((

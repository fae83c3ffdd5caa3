use gtk4::prelude::*;
use gtk4 as gtk;
use gtk::cairo;
use std::f64::consts::PI;

use crate::bank::models::{ChartKind, ChartSpec, DataPoint};

const ACCENT: (f64, f64, f64) = (0.498, 0.239, 1.0);
const PALETTE: [(f64, f64, f64); 5] = [
    (0.498, 0.239, 1.0),
    (0.133, 0.773, 0.369),
    (0.961, 0.620, 0.043),
    (0.937, 0.267, 0.267),
    (0.231, 0.510, 0.965),
];
const PAD_LEFT: f64 = 44.0;
const PAD: f64 = 16.0;
const PAD_BOTTOM: f64 = 28.0;

#[derive(Debug, Clone, Copy, PartialEq)]
struct Plot {
    x: f64,
    y: f64,
    w: f64,
    h: f64,
}

impl Plot {
    fn inset(width: f64, height: f64) -> Self {
        Self {
            x: PAD_LEFT,
            y: PAD,
            w: (width - PAD_LEFT - PAD).max(1.0),
            h: (height - PAD - PAD_BOTTOM).max(1.0),
        }
    }
}

fn max_amount(points: &[DataPoint]) -> f64 {
    points.iter().map(|p| p.amount).fold(0.0, f64::max)
}

/// Evenly spaced points along x, scaled so the largest amount touches the top.
fn line_points(points: &[DataPoint], plot: Plot) -> Vec<(f64, f64)> {
    let max = max_amount(points);
    let step = if points.len() > 1 { plot.w / (points.len() - 1) as f64 } else { 0.0 };
    points
        .iter()
        .enumerate()
        .map(|(i, p)| {
            let ratio = if max > 0.0 { p.amount / max } else { 0.0 };
            (plot.x + step * i as f64, plot.y + plot.h * (1.0 - ratio))
        })
        .collect()
}

/// (x, y, width, height) per bar; bars fill 60% of their slot.
fn bar_rects(points: &[DataPoint], plot: Plot) -> Vec<(f64, f64, f64, f64)> {
    if points.is_empty() {
        return Vec::new();
    }
    let max = max_amount(points);
    let slot = plot.w / points.len() as f64;
    let width = slot * 0.6;
    points
        .iter()
        .enumerate()
        .map(|(i, p)| {
            let height = if max > 0.0 { plot.h * p.amount / max } else { 0.0 };
            let x = plot.x + slot * i as f64 + (slot - width) / 2.0;
            (x, plot.y + plot.h - height, width, height)
        })
        .collect()
}

/// Start and end angle for each slice, starting at twelve o'clock.
fn pie_angles(points: &[DataPoint]) -> Vec<(f64, f64)> {
    let total: f64 = points.iter().map(|p| p.amount.max(0.0)).sum();
    let mut start = -PI / 2.0;
    points
        .iter()
        .map(|p| {
            let sweep = if total > 0.0 { 2.0 * PI * p.amount.max(0.0) / total } else { 0.0 };
            let slice = (start, start + sweep);
            start += sweep;
            slice
        })
        .collect()
}

fn axes(cr: &cairo::Context, points: &[DataPoint], plot: Plot, centered: bool) -> Result<(), cairo::Error> {
    let max = max_amount(points);
    cr.set_font_size(11.0);
    cr.set_line_width(1.0);
    for step in 0..=4 {
        let y = plot.y + plot.h * f64::from(step) / 4.0;
        cr.set_source_rgba(0.5, 0.5, 0.5, 0.25);
        cr.set_dash(&[3.0, 3.0], 0.0);
        cr.move_to(plot.x, y);
        cr.line_to(plot.x + plot.w, y);
        cr.stroke()?;
        cr.set_dash(&[], 0.0);
        cr.set_source_rgba(0.6, 0.6, 0.6, 1.0);
        cr.move_to(4.0, y + 4.0);
        cr.show_text(&format!("{:.0}", max * (1.0 - f64::from(step) / 4.0)))?;
    }
    let slot = if centered || points.len() < 2 {
        plot.w / points.len().max(1) as f64
    } else {
        plot.w / (points.len() - 1) as f64
    };
    for (i, p) in points.iter().enumerate() {
        let ext = cr.text_extents(&p.category)?;
        let mut x = plot.x + slot * i as f64 - ext.width() / 2.0;
        if centered {
            x += slot / 2.0;
        }
        cr.move_to(x, plot.y + plot.h + 18.0);
        cr.show_text(&p.category)?;
    }
    Ok(())
}

fn draw_area(cr: &cairo::Context, points: &[DataPoint], plot: Plot) -> Result<(), cairo::Error> {
    axes(cr, points, plot, false)?;
    let pts = line_points(points, plot);
    let (Some(first), Some(last)) = (pts.first(), pts.last()) else {
        return Ok(());
    };
    let (r, g, b) = ACCENT;

    cr.move_to(first.0, plot.y + plot.h);
    for (x, y) in &pts {
        cr.line_to(*x, *y);
    }
    cr.line_to(last.0, plot.y + plot.h);
    cr.close_path();
    let fill = cairo::LinearGradient::new(0.0, plot.y, 0.0, plot.y + plot.h);
    fill.add_color_stop_rgba(0.05, r, g, b, 0.3);
    fill.add_color_stop_rgba(0.95, r, g, b, 0.0);
    cr.set_source(&fill)?;
    cr.fill()?;

    cr.set_source_rgb(r, g, b);
    cr.set_line_width(2.0);
    cr.move_to(first.0, first.1);
    for (x, y) in pts.iter().skip(1) {
        cr.line_to(*x, *y);
    }
    cr.stroke()
}

fn draw_bars(cr: &cairo::Context, points: &[DataPoint], plot: Plot) -> Result<(), cairo::Error> {
    axes(cr, points, plot, true)?;
    let (r, g, b) = ACCENT;
    cr.set_source_rgb(r, g, b);
    for (x, y, w, h) in bar_rects(points, plot) {
        cr.rectangle(x, y, w, h);
    }
    cr.fill()
}

fn draw_pie(cr: &cairo::Context, points: &[DataPoint], width: f64, height: f64) -> Result<(), cairo::Error> {
    let legend_w = 130.0;
    let radius = ((width - legend_w).min(height) / 2.0 - PAD).max(4.0);
    let (cx, cy) = (PAD + radius, height / 2.0);
    cr.set_font_size(12.0);
    for (i, ((start, end), p)) in pie_angles(points).into_iter().zip(points).enumerate() {
        let (r, g, b) = PALETTE[i % PALETTE.len()];
        cr.set_source_rgb(r, g, b);
        cr.move_to(cx, cy);
        cr.arc(cx, cy, radius, start, end);
        cr.close_path();
        cr.fill()?;

        let ly = PAD + 20.0 * i as f64;
        let lx = cx + radius + 24.0;
        cr.rectangle(lx, ly, 10.0, 10.0);
        cr.fill()?;
        cr.set_source_rgba(0.7, 0.7, 0.7, 1.0);
        cr.move_to(lx + 16.0, ly + 10.0);
        cr.show_text(&format!("{} ${:.0}", p.category, p.amount))?;
    }
    Ok(())
}

/// A titled card holding a chart of the given literal series.
pub fn chart_card(spec: &ChartSpec) -> gtk::Widget {
    let root = gtk::Box::new(gtk::Orientation::Vertical, 12);
    root.add_css_class("card-surface");
    root.set_hexpand(true);

    let title = gtk::Label::new(Some(&spec.title));
    title.add_css_class("title-4");
    title.set_halign(gtk::Align::Start);
    root.append(&title);

    let area = gtk::DrawingArea::new();
    area.set_content_height(if spec.kind == ChartKind::Pie { 220 } else { 280 });
    area.set_hexpand(true);
    let kind = spec.kind;
    let points = spec.points.clone();
    area.set_draw_func(move |_, cr, w, h| {
        let (w, h) = (f64::from(w), f64::from(h));
        let res = match kind {
            ChartKind::Area => draw_area(cr, &points, Plot::inset(w, h)),
            ChartKind::Bar => draw_bars(cr, &points, Plot::inset(w, h)),
            ChartKind::Pie => draw_pie(cr, &points, w, h),
        };
        if let Err(e) = res {
            log::warn!("chart draw failed: {e}");
        }
    });
    root.append(&area);

    root.upcast()
}

#[cfg(test)]
mod tests {
    use super::*;

    fn pts(values: &[f64]) -> Vec<DataPoint> {
        values
            .iter()
            .enumerate()
            .map(|(i, v)| DataPoint { category: format!("c{i}"), amount: *v })
            .collect()
    }

    const PLOT: Plot = Plot { x: 0.0, y: 0.0, w: 300.0, h: 100.0 };

    #[test]
    fn peak_touches_top_and_zero_sits_on_baseline() {
        let line = line_points(&pts(&[0.0, 150.0, 300.0, 75.0]), PLOT);
        assert_eq!(line[0], (0.0, 100.0));
        assert_eq!(line[1], (100.0, 50.0));
        assert_eq!(line[2], (200.0, 0.0));
        assert_eq!(line[3], (300.0, 75.0));
    }

    #[test]
    fn all_zero_series_stays_flat() {
        assert!(line_points(&pts(&[0.0, 0.0]), PLOT).iter().all(|(_, y)| *y == 100.0));
        assert!(bar_rects(&pts(&[0.0]), PLOT).iter().all(|r| r.3 == 0.0));
    }

    #[test]
    fn bars_keep_input_order_and_scale() {
        let bars = bar_rects(&pts(&[50.0, 100.0]), PLOT);
        assert_eq!(bars.len(), 2);
        assert!(bars[0].0 < bars[1].0);
        assert_eq!(bars[1].3, 100.0);
        assert_eq!(bars[0].3, 50.0);
        assert!((bars[0].2 - 90.0).abs() < 1e-9);
    }

    #[test]
    fn pie_covers_full_circle() {
        let angles = pie_angles(&pts(&[1.0, 1.0, 2.0]));
        assert_eq!(angles[0].0, -PI / 2.0);
        assert!((angles[2].1 - 3.0 * PI / 2.0).abs() < 1e-9);
        assert!((angles[2].1 - angles[2].0 - PI).abs() < 1e-9);
        for pair in angles.windows(2) {
            assert_eq!(pair[0].1, pair[1].0);
        }
    }
}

))

What the task asks:
Select every line of the records holding the string "axes".

Response below:
fn axes(cr: &cairo::Context, points: &[DataPoint], plot: Plot, centered: bool) -> Result<(), cairo::Error> {
    axes(cr, points, plot, false)?;
    axes(cr, points, plot, true)?;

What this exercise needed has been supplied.